Further system-level improvements include integrating geometric verification (e.g., Random Sample Consensus with PnP) to filter false positives and enable precise 6-DoF pose estimation. As mentioned in
Section 3, this involves matching 2D keypoints from the UAV image to a 3D model of the landmark, which can often be inferred from the same aerial survey data used for the database. Developing capabilities for online landmark discovery and dynamic map management would allow UAVs to adapt to changing environments and improve their knowledge base over time. The creation of large-scale, multi-season, multi-modal benchmark datasets with precise ground truth is vital for rigorous evaluation and continued progress. Finally, our work contributes to the development of more sophisticated autonomous navigation systems. The curated landmark database constitutes a structured ‘visual knowledge base,’ mapping visual embeddings to semantic labels (‘landmark building’) and geolocations. This provides a concrete external knowledge source that a future navigation agent could query. For example, an agent’s planning module could query for the ‘nearest landmark’ to inform its path or verify its position. This reframes our contribution as a key perceptual component for future agentic systems that leverage external knowledge bases for robust decision-making, aligning with concepts like Retrieval-Augmented Generation but grounded in the specific, functional requirements of navigation [
43].
6. Conclusions
This research successfully developed and validated an automated framework for identifying distinctive urban landmarks from aerial survey imagery to support UAV navigation in GPS-denied environments. By leveraging features from intermediate layers of a pre-trained YOLOv11n-seg model and employing an unsupervised Isolation Forest outlier detection method, our system effectively curates a database of visually unique building landmarks without requiring additional training for embedding generation or manual annotation of distinctiveness. Key quantitative results on the VPAIR benchmark demonstrated that the optimally configured max-pooled embeddings (from layers 9, 6, 10) achieved a top-1 retrieval accuracy of 0.53 for these automatically selected landmarks, a significant improvement over the 0.31 accuracy for typical buildings, and a promising Recall@5 of 0.70 for landmarks. Visual analysis confirmed the robust separation of landmark embeddings and their stability. While the current system demonstrates strong potential, its primary limitations include a building-centric focus, dependence on the initial segmentation quality, and validation on a single dataset under favorable conditions.

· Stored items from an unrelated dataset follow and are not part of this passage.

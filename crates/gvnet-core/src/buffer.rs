//! Byte FIFO backing a channel's tx and rx buffers.
//!
//! Appends go to the back, consumers take from the front. The tx side is
//! drained with `front()` + `consume(n)` so a partial send never copies the
//! unsent tail; the rx side hands out owned `Vec<u8>`s via `take`/`peek`.

use std::collections::VecDeque;

#[derive(Debug, Default, Clone)]
pub struct ByteFifo {
    buf: VecDeque<u8>,
}

impl ByteFifo {
    pub fn new() -> Self {
        Self { buf: VecDeque::new() }
    }

    pub fn with_capacity(cap: usize) -> Self {
        Self { buf: VecDeque::with_capacity(cap) }
    }

    #[inline]
    pub fn len(&self) -> usize {
        self.buf.len()
    }

    #[inline]
    pub fn is_empty(&self) -> bool {
        self.buf.is_empty()
    }

    /// Append bytes at the back.
    pub fn push(&mut self, data: &[u8]) {
        self.buf.extend(data);
    }

    /// Copy up to `n` bytes from the front without consuming them.
    pub fn peek(&self, n: usize) -> Vec<u8> {
        self.buf.iter().take(n).copied().collect()
    }

    /// Remove and return up to `n` bytes from the front.
    pub fn take(&mut self, n: usize) -> Vec<u8> {
        let n = n.min(self.buf.len());
        self.buf.drain(..n).collect()
    }

    /// Longest contiguous run at the front. Non-empty whenever the FIFO is.
    #[inline]
    pub fn front(&self) -> &[u8] {
        self.buf.as_slices().0
    }

    /// Drop `n` bytes from the front (after a successful partial send).
    pub fn consume(&mut self, n: usize) {
        let n = n.min(self.buf.len());
        self.buf.drain(..n);
    }

    pub fn clear(&mut self) {
        self.buf.clear();
    }
}
//! # Reactor — single-threaded readiness dispatcher
//!
//! One thread owns every registered channel and drives them through a fixed
//! iteration:
//!
//! ```text
//!   on_tick ─► expire idle ─► drain injection queue ─► build poll set
//!                                                          │
//!        ┌──────────── poll(timeout) ◄─────────────────────┘
//!        │
//!        ├─ EINTR / timeout ──────────────► done
//!        ├─ failure / POLLNVAL ─► probe, evict one ─► done
//!        └─ ready ─► writes (in order) ─► reads / accepts (in order) ─► done
//! ```
//!
//! Within an iteration every write is dispatched before any read, and
//! channels are visited in registration order. A fatal error from a channel
//! evicts it and ends the current dispatch phase.
//!
//! The only cross-thread entry points are [`Injector::inject`] and
//! [`StopHandle::stop`].

use std::fmt;
use std::sync::atomic::{AtomicBool, AtomicU64, Ordering};
use std::sync::Arc;
use std::thread;
use std::time::Instant;

use gvnet_core::{Channel, ChannelError, InjectQueue, Injector, RegistrationToken};
use log::{debug, error, trace, warn};
use nix::errno::Errno;

use crate::config::ReactorConfig;
use crate::error::{ReactorError, Result};
use crate::hooks::{CloseReason, NoHooks, ReactorHooks};
use crate::poller::{self, PollSet};
use crate::stats::ReactorStats;

static NEXT_REACTOR_ID: AtomicU64 = AtomicU64::new(1);

/// Reactor-local channel identifier, stable for the channel's lifetime.
#[derive(Debug, Clone, Copy, PartialEq, Eq, Hash, PartialOrd, Ord)]
pub struct ChannelId(u64);

impl ChannelId {
    #[inline]
    pub fn as_u64(self) -> u64 {
        self.0
    }
}

impl fmt::Display for ChannelId {
    fn fmt(&self, f: &mut fmt::Formatter<'_>) -> fmt::Result {
        write!(f, "#{}", self.0)
    }
}
//! Connected byte-stream channel over any [`Transport`].
//!
//! In non-blocking mode (the reactor's mode) `write` only queues and the
//! readiness callbacks move bytes. In blocking mode `read` and `write` talk
//! to the transport directly, bounded by the channel's timeout.
//!
//! `close` flushes what it can. A registered channel whose output cannot be
//! sent right away lingers: it stays inactive for the application, keeps its
//! transport, and finishes closing from `on_write` once tx has drained.

use std::io;
use std::marker::PhantomData;
use std::net::{SocketAddr, TcpStream, ToSocketAddrs};
use std::os::unix::io::RawFd;
use std::time::Instant;

use gvnet_core::{
    Channel, ChannelConfig, ChannelCore, ChannelError, ReadOpts, Result, Timeout, Transport,
};
use log::{debug, trace};

use crate::policy::{ErrorClass, ErrorPolicy, IoOp, PlainPolicy};

/// Outcome of one receive call.
#[derive(Debug, Clone, Copy, PartialEq, Eq)]
pub(crate) enum Recv {
    Data(usize),
    Eof,
    WouldBlock,
}

/// Outcome of a tx flush.
#[derive(Debug, Clone, Copy, PartialEq, Eq)]
pub(crate) enum Flush {
    Drained,
    Blocked,
}

pub struct StreamChannel<T, P = PlainPolicy> {
    core: ChannelCore,
    transport: Option<T>,
    scratch: Box<[u8]>,
    /// Closed by the application with output still queued.
    lingering: bool,
    _policy: PhantomData<fn() -> P>,
}

impl<T: Transport, P: ErrorPolicy> StreamChannel<T, P> {
    /// Wrap a connected transport. The channel starts in blocking mode.
    pub fn new(transport: T) -> Result<Self> {
        Self::with_config(transport, &ChannelConfig::from_env())
    }

    pub fn with_config(mut transport: T, config: &ChannelConfig) -> Result<Self> {
        config.validate()?;
        transport
            .set_timeout(Timeout::Forever)
            .map_err(ChannelError::UnderlyingFailure)?;
        let label = transport.describe();
        debug!("channel {} opened", label);
        Ok(Self {
            core: ChannelCore::new(Timeout::Forever, label),
            transport: Some(transport),
            scratch: vec![0u8; config.read_chunk].into_boxed_slice(),
            lingering: false,
            _policy: PhantomData,
        })
    }

    pub fn transport(&self) -> Option<&T> {
        self.transport.as_ref()
    }

    pub fn transport_mut(&mut self) -> Option<&mut T> {
        self.transport.as_mut()
    }

    /// True between a `close` that left output queued and the flush that
    /// completes it.
    pub fn is_lingering(&self) -> bool {
        self.lingering
    }

    fn fail(&mut self, err: io::Error) -> ChannelError {
        debug!("channel {} failed: {}", self.core.label(), err);
        self.core.deactivate();
        ChannelError::UnderlyingFailure(err)
    }

    /// One receive call into rx.
    pub(crate) fn recv_chunk(&mut self) -> Result<Recv> {
        let Some(transport) = self.transport.as_mut() else {
            return Err(ChannelError::Closed);
        };
        loop {
            match transport.recv(&mut self.scratch) {
                Ok(0) => {
                    debug!("channel {} reached eof", self.core.label());
                    self.core.deactivate();
                    return Ok(Recv::Eof);
                }
                Ok(n) => {
                    trace!("channel {} received {} bytes", self.core.label(), n);
                    self.core.rx_mut().push(&self.scratch[..n]);
                    return Ok(Recv::Data(n));
                }
                Err(e) => match P::classify(IoOp::Recv, &e) {
                    ErrorClass::Retry => return Ok(Recv::WouldBlock),
                    ErrorClass::Interrupted => continue,
                    ErrorClass::Fatal => return Err(self.fail(e)),
                },
            }
        }
    }

    /// Send tx until it is empty or the transport pushes back.
    pub(crate) fn flush_tx(&mut self) -> Result<Flush> {
        let Some(transport) = self.transport.as_mut() else {
            return Err(ChannelError::Closed);
        };
        while !self.core.tx().is_empty() {
            match transport.send(self.core.tx().front()) {
                Ok(0) => {
                    let err = io::Error::new(io::ErrorKind::WriteZero, "transport accepted no bytes");
                    return Err(self.fail(err));
                }
                Ok(n) => {
                    trace!("channel {} sent {} bytes", self.core.label(), n);
                    self.core.tx_mut().consume(n);
                }
                Err(e) => match P::classify(IoOp::Send, &e) {
                    ErrorClass::Retry => return Ok(Flush::Blocked),
                    ErrorClass::Interrupted => continue,
                    ErrorClass::Fatal => return Err(self.fail(e)),
                },
            }
        }
        loop {
            match transport.flush() {
                Ok(()) if transport.wants_write() => return Ok(Flush::Blocked),
                Ok(()) => return Ok(Flush::Drained),
                Err(e) => match P::classify(IoOp::Send, &e) {
                    ErrorClass::Retry => return Ok(Flush::Blocked),
                    ErrorClass::Interrupted => continue,
                    ErrorClass::Fatal => return Err(self.fail(e)),
                },
            }
        }
    }

    /// Drop queued output and shut the transport down.
    fn release(&mut self) {
        self.lingering = false;
        self.core.tx_mut().clear();
        if let Some(mut transport) = self.transport.take() {
            if let Err(e) = transport.close() {
                debug!("channel {} close: {}", self.core.label(), e);
            }
            debug!("channel {} closed", self.core.label());
        }
    }

    /// Accumulate until `count` bytes are buffered, the channel closes, or
    /// the deadline passes. Whatever arrived stays in rx either way.
    fn fill_blocking(&mut self, count: usize) -> Result<()> {
        let mode = self.core.timeout();
        let deadline = mode.deadline(Instant::now());
        let result = loop {
            if self.core.rx().len() >= count || !self.core.is_active() {
                break Ok(());
            }
            if let Some(deadline) = deadline {
                let now = Instant::now();
                if now >= deadline {
                    break Ok(());
                }
                if let Err(e) = self.apply_timeout(Timeout::After(deadline - now)) {
                    break Err(e);
                }
            }
            match self.recv_chunk() {
                Ok(_) => continue,
                Err(e) => break Err(e),
            }
        };
        if deadline.is_some() && self.transport.is_some() {
            self.apply_timeout(mode)?;
        }
        result
    }
}

impl<P: ErrorPolicy> StreamChannel<TcpStream, P> {
    pub fn peer_addr(&self) -> Result<SocketAddr> {
        let sock = self.transport.as_ref().ok_or(ChannelError::Closed)?;
        sock.peer_addr().map_err(ChannelError::UnderlyingFailure)
    }

    pub fn local_addr(&self) -> Result<SocketAddr> {
        let sock = self.transport.as_ref().ok_or(ChannelError::Closed)?;
        sock.local_addr().map_err(ChannelError::UnderlyingFailure)
    }
}

impl StreamChannel<TcpStream> {
    /// Blocking TCP connect.
    pub fn connect<A: ToSocketAddrs>(addr: A) -> Result<Self> {
        Self::connect_with(addr, &ChannelConfig::from_env())
    }

    pub fn connect_with<A: ToSocketAddrs>(addr: A, config: &ChannelConfig) -> Result<Self> {
        let mut sock = TcpStream::connect(addr).map_err(ChannelError::UnderlyingFailure)?;
        Transport::set_nodelay(&mut sock, config.nodelay).map_err(ChannelError::UnderlyingFailure)?;
        Self::with_config(sock, config)
    }
}

impl<T: Transport, P: ErrorPolicy> Channel for StreamChannel<T, P> {
    fn core(&self) -> &ChannelCore {
        &self.core
    }

    fn core_mut(&mut self) -> &mut ChannelCore {
        &mut self.core
    }

    fn apply_timeout(&mut self, timeout: Timeout) -> Result<()> {
        let transport = self.transport.as_mut().ok_or(ChannelError::Closed)?;
        transport
            .set_timeout(timeout)
            .map_err(ChannelError::UnderlyingFailure)
    }

    fn fd(&self) -> Result<RawFd> {
        self.transport
            .as_ref()
            .map(Transport::raw_fd)
            .ok_or_else(|| ChannelError::failure("channel is closed"))
    }

    fn read(&mut self, count: usize, opts: ReadOpts) -> Result<Vec<u8>> {
        if self.core.timeout().is_blocking()
            && self.core.is_active()
            && self.core.rx().len() < count
        {
            self.fill_blocking(count)?;
        }
        self.core.take_rx(count, opts)
    }

    fn write(&mut self, data: &[u8]) -> Result<()> {
        self.core.ensure_active()?;
        self.core.tx_mut().push(data);
        if !self.core.timeout().is_blocking() {
            return Ok(());
        }
        match self.flush_tx()? {
            Flush::Drained => Ok(()),
            Flush::Blocked => Err(ChannelError::DataNotAvailable),
        }
    }

    fn on_read(&mut self) -> Result<()> {
        if self.lingering {
            return Err(ChannelError::DataNotAvailable);
        }
        self.core.ensure_active()?;
        let drain = P::DRAIN_READS && !self.core.timeout().is_blocking();
        let mut received = false;
        loop {
            match self.recv_chunk()? {
                Recv::Data(_) => {
                    // Only input the transport already decoded; the socket
                    // itself gets one recv per readiness event.
                    let more = drain
                        && self
                            .transport
                            .as_mut()
                            .is_some_and(|t| t.pending_input() > 0);
                    if !more {
                        return Ok(());
                    }
                    received = true;
                }
                Recv::WouldBlock => return Ok(()),
                // Report the close on the next call so the data read in
                // this one reaches the application first.
                Recv::Eof if received => return Ok(()),
                Recv::Eof => return Err(ChannelError::Closed),
            }
        }
    }

    fn on_write(&mut self) -> Result<()> {
        let flushed = self.flush_tx();
        if !self.lingering {
            return flushed.map(|_| ());
        }
        match flushed {
            Ok(Flush::Blocked) => Ok(()),
            Ok(Flush::Drained) => {
                self.release();
                Err(ChannelError::Closed)
            }
            Err(e) => {
                self.release();
                Err(e)
            }
        }
    }

    fn close(&mut self) {
        self.core.deactivate();
        if self.transport.is_none() || (self.lingering && self.core.is_registered()) {
            return;
        }
        if !self.lingering && self.is_write_pending() {
            match self.flush_tx() {
                Ok(Flush::Drained) => {}
                Ok(Flush::Blocked) if self.core.is_registered() => {
                    debug!(
                        "channel {} lingering with {} bytes queued",
                        self.core.label(),
                        self.core.tx().len()
                    );
                    self.lingering = true;
                    return;
                }
                Ok(Flush::Blocked) => debug!(
                    "channel {} dropping {} unsent bytes",
                    self.core.label(),
                    self.core.tx().len()
                ),
                Err(e) => debug!("channel {} final flush: {}", self.core.label(), e),
            }
        }
        self.release();
    }

    fn is_write_pending(&self) -> bool {
        !self.core.tx().is_empty()
            || self.transport.as_ref().is_some_and(Transport::wants_write)
    }
}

Future work will aim to expand the landmark inventory to diverse object types, explore learnable aggregation functions for enhanced viewpoint invariance, integrate geometric verification for precise pose estimation, and rigorously test the system across varied environmental conditions using more comprehensive benchmarks. The development of adaptive outlier detection and dynamic map management will also be crucial.